(Material shown)

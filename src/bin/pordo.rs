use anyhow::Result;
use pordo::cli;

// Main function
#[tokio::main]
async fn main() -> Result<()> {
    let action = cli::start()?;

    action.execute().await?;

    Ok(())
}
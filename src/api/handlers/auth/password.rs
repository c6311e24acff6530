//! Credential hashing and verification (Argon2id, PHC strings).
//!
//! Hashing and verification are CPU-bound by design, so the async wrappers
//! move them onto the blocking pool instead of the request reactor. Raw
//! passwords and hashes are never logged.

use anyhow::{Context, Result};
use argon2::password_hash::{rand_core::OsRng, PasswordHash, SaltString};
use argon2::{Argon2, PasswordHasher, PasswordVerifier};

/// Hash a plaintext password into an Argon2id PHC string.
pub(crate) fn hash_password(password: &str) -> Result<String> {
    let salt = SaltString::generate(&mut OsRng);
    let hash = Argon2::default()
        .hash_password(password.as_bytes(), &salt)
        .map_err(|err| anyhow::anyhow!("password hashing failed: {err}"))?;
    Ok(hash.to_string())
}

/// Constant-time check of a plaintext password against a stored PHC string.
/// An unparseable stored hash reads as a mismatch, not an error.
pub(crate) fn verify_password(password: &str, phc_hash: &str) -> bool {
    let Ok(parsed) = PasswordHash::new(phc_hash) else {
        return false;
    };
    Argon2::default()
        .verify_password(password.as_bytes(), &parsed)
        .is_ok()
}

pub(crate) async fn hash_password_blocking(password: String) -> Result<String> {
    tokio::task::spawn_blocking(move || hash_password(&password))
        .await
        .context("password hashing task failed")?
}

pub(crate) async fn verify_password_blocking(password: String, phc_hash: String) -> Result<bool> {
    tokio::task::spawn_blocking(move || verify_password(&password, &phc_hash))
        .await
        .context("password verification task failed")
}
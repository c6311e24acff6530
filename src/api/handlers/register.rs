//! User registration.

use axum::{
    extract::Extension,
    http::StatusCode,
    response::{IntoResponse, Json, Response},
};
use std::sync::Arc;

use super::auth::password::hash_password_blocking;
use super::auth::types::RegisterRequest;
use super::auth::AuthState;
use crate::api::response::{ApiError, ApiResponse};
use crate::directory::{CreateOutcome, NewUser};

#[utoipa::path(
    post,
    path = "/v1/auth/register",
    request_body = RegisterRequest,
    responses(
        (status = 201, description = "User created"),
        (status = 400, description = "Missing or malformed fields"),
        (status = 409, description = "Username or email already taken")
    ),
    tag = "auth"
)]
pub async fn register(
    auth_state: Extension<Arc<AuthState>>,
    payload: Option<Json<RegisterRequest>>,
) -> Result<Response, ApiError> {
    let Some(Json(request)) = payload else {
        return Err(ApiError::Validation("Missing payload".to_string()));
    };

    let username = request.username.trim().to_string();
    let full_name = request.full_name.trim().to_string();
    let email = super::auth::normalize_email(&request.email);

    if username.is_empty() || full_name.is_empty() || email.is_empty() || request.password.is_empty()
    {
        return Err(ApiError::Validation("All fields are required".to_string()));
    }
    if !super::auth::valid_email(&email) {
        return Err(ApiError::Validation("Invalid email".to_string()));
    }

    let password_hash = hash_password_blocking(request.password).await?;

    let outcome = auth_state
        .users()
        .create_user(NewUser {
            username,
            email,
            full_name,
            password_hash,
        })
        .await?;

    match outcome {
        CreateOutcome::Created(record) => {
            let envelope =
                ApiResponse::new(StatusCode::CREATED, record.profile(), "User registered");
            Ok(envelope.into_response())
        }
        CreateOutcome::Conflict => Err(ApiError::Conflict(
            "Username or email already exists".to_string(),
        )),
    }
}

(Instructions to follow) Copy, from the data above, every line where the word "OsRng" appears.

(Exercise result)
use argon2::password_hash::{rand_core::OsRng, PasswordHash, SaltString};
    let salt = SaltString::generate(&mut OsRng);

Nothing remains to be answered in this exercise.